All 5 companies provide a Certified Well being Plan (QHP) within the ACA market in lots of states the place they function a Medicaid MCO, nevertheless there might not be plan alignment if plans function regionally. Present enrollees who’re decided to not be eligible for Medicaid could also be eligible for ACA market (which has greater revenue eligibility thresholds than Medicaid) or different protection (e.g., CHIP coverage or employer sponsored insurance coverage (ESI)). People eligible for protection within the Market might qualify for plans with zero premiums; nevertheless, people transitioning to Market protection might face greater cost-sharing and completely different supplier networks. Prior analyses suggest that people face boundaries transferring from Medicaid to different protection packages and plenty of might expertise gaps in coverage. CMS guidance outlines states might encourage MCOs that additionally provide a QHP to share data with their very own enrollees who’ve been decided ineligible for Medicaid to help within the switch of people to Market protection (so long as state-specific legal guidelines and/or contract necessities don’t prohibit this exercise). To keep away from gaps in protection, managed care plans might attain out to people earlier than they lose protection to permit them to use for Market protection upfront.
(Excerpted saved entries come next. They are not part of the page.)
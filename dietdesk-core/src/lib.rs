//! Dietdesk Core Library
//!
//! Meal plan models, the REST client, and the calendar that assigns plans
//! to a client's days.

pub mod api;
pub mod calendar;
pub mod date_key;
pub mod error;
pub mod models;
pub mod refresh;
pub mod session;
pub mod store;

pub use api::{ApiError, HttpPlanApi, MemoryPlanApi, PlanApi};
pub use calendar::{
    AssignOutcome, AssignmentMode, CalendarCell, CalendarController, CellAction, CellState,
    Intent, MonthView, PlanDetail, RemovalOutcome, TargetRequest,
};
pub use date_key::{keys_between, CalendarMonth, DateKey, DateKeyError};
pub use error::{Operation, PlanError, ValidationError};
pub use models::{Client, ClientId, DietType, DietitianId, Meal, MealPlan, MealPlanDraft, PlanId};
pub use refresh::{PlanDiff, RefreshSchedule, RefreshStats};
pub use session::{Role, Session, SessionUser};
pub use store::PlanStore;

pub fn version() -> &'static str {
    env!("CARGO_PKG_VERSION")
}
Medicaid managed care plans have a monetary curiosity in sustaining enrollment, which might additionally stop disruptions in take care of enrollees. The 5 publicly traded companies which can be the topic of this evaluation account for half of all Medicaid MCO enrollment nationally. As states unwind the continual enrollment provision, many individuals will doubtless be discovered to be not eligible for Medicaid. Others might face administrative boundaries and lose protection regardless of remaining eligible. Medicaid managed care plans can help state Medicaid businesses in speaking with enrollees, conducting outreach and help, and in the end, in bettering protection retention – together with facilitating transitions to the Market.